I look over at her but she doesn’t move. She’s still turned away from me curled up in the fetal position, in her own chaotic solace. Or maybe she’s pissed off at me for something I said? Or maybe she had some sort of sound induced brain aneurysm?

Shit.

“Hey.” I lean over her but I’m afraid to touch her. I mean, what if she is dead—I sure as hell don’t want my prints all over her. “Hey, are you asleep?” Her hair is swept over across her face so I poke a stiff finger into her back.

She rolls over and whips the hair out of her face in one motion, looking at me with one of those annoyed “WHAT?” looks. I can see the tangled wires running from a pair of headphones to the cassette player she’s clutching to her chest. She pulls the phones down off her ears and I can hear a little of what sounds like air raid sirens blaring from them.

“Sorry,” she says kind of lowering her eyes, embarrassed. “You scared me. I was just starting to fall asleep.”

I say it’s okay and as I’m nudging Bill with my foot and shaking the dead grass clippings out of the blanket, I feel the remnants of the train—hot steel pounding through my forehead. And my own internal voice, nearly buried behind the chaos of crashing cars, droning persistently—

“This one’s a keeper, doc.”
“This one’s a keeper, doc.”
“This one’s a…”
“This one…”


So that’s what everyone is looking for—where it all began. I mean, all these experts are dissecting my tapes and interviews looking for some chain of events—something about a gateway to my mental unrest. Talk about ways to make someone clam up—how about asking them about their gateway to mental unrest?

Revenge equals the first time Dr. Leznick uses the mental unrest line on me multiplied by me spending a week singing Bruce Springsteen songs into the recorder.

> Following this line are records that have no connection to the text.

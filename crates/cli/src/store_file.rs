//! JSON-file-backed key-value store.
//!
//! The storefront persists to browser local storage; the CLI persists the
//! same named slots to a single JSON file (a string-to-string map). Every
//! operation reads or rewrites the whole file - fine for a dataset this
//! size, and it keeps the store dependency-free.

use std::collections::BTreeMap;
use std::fs;
use std::path::PathBuf;

use tracing::warn;

use artstop_store::{KeyValue, StoreError};

/// File-backed [`KeyValue`] implementation.
#[derive(Debug, Clone)]
pub struct JsonFileStore {
    path: PathBuf,
}

impl JsonFileStore {
    #[must_use]
    pub const fn new(path: PathBuf) -> Self {
        Self { path }
    }

    /// Load the backing map. A missing file is an empty store; an
    /// unreadable or corrupt file is logged and treated as empty.
    fn load(&self) -> BTreeMap<String, String> {
        let raw = match fs::read_to_string(&self.path) {
            Ok(raw) => raw,
            Err(error) if error.kind() == std::io::ErrorKind::NotFound => return BTreeMap::new(),
            Err(error) => {
                warn!(path = %self.path.display(), %error, "failed to read store file");
                return BTreeMap::new();
            }
        };
        match serde_json::from_str(&raw) {
            Ok(map) => map,
            Err(error) => {
                warn!(path = %self.path.display(), %error, "corrupt store file, starting empty");
                BTreeMap::new()
            }
        }
    }

    fn save(&self, map: &BTreeMap<String, String>, key: &str) -> Result<(), StoreError> {
        let raw = serde_json::to_string_pretty(map).map_err(|source| StoreError::Serialize {
            key: key.to_string(),
            source,
        })?;
        fs::write(&self.path, raw).map_err(|error| StoreError::Persist {
            key: key.to_string(),
            message: error.to_string(),
        })
    }
}

impl KeyValue for JsonFileStore {
    fn get(&self, key: &str) -> Option<String> {
        self.load().get(key).cloned()
    }

    fn set(&self, key: &str, value: &str) -> Result<(), StoreError> {
        let mut map = self.load();
        map.insert(key.to_string(), value.to_string());
        self.save(&map, key)
    }

    fn remove(&self, key: &str) -> Result<(), StoreError> {
        let mut map = self.load();
        if map.remove(key).is_some() {
            self.save(&map, key)?;
        }
        Ok(())
    }
}
//! Cart subcommands.

use artstop_core::{ProductId, Selector};
use artstop_store::{CatalogStore, KeyValue, LineItemStore, Role, StoreError};

fn store<S: KeyValue + Clone>(kv: &S) -> LineItemStore<S> {
    LineItemStore::new(kv.clone(), Role::Cart)
}

/// Print the cart contents and total.
pub fn list<S: KeyValue + Clone>(kv: &S) {
    let cart = store(kv);
    let items = cart.read_all();
    if items.is_empty() {
        println!("Cart is empty");
        return;
    }
    let mut total = artstop_core::Price::default();
    for item in &items {
        let selector = [item.variant.as_deref(), item.color.as_deref()]
            .into_iter()
            .flatten()
            .collect::<Vec<_>>()
            .join(", ");
        let suffix = if selector.is_empty() {
            String::new()
        } else {
            format!(" ({selector})")
        };
        println!(
            "[{}] {}{suffix}  x{}  = {}",
            item.id,
            item.name,
            item.quantity,
            item.line_total(),
        );
        total = total.saturating_add(item.line_total());
    }
    println!("Total: {total} ({} items)", cart.total_quantity());
}

/// Add a catalog product to the cart.
///
/// # Errors
///
/// Fails when the product id is unknown or persistence fails.
pub fn add<S: KeyValue + Clone>(
    kv: &S,
    id: i32,
    variant: Option<String>,
    color: Option<String>,
    quantity: u32,
) -> Result<(), Box<dyn std::error::Error>> {
    let catalog = CatalogStore::new(kv.clone());
    let product = catalog
        .product(ProductId::new(id))
        .ok_or_else(|| format!("no product with id {id}"))?;
    let cart = store(kv);
    cart.add(&product, &Selector { variant, color }, quantity)?;
    println!("Added {} to cart", product.name);
    Ok(())
}

/// Remove a line item (no-op when absent).
///
/// # Errors
///
/// Fails only when persistence fails.
pub fn remove<S: KeyValue + Clone>(
    kv: &S,
    id: i32,
    variant: Option<String>,
    color: Option<String>,
) -> Result<(), StoreError> {
    let selector = Selector { variant, color };
    store(kv).remove(ProductId::new(id), Some(&selector))?;
    println!("Removed product {id} from cart");
    Ok(())
}

/// Empty the cart.
///
/// # Errors
///
/// Fails only when persistence fails.
pub fn clear<S: KeyValue + Clone>(kv: &S) -> Result<(), StoreError> {
    store(kv).clear()?;
    println!("Cart cleared");
    Ok(())
}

The whole time imagining Leznick listening late into the night by the light of his desk lamp. Rubbing his temples, clutching at his unkempt, thinning hair, thinking, “There’s got to be a meaning in here somewhere.” Bullshit. That shit’s for psychological thrillers and crime drama t.v. The rest of us, with our gateways to mental unrest and our spirals into psychosis—we don’t mean anything.

The saddest part of this whole story is that right now anyone listening is going to realize just how close to the beginning and end could have been. They’re going to realize that I could have easily fit the nuts and bolts of my story onto one stinking tape. But that would be no good because the internal vibration from my voice is about the closest thing left to sound that I’ve got.

Eat your heart out, VanGogh—what I’ve done here, I’ve made a real statement.

Maybe you’ll hear it, maybe you won’t.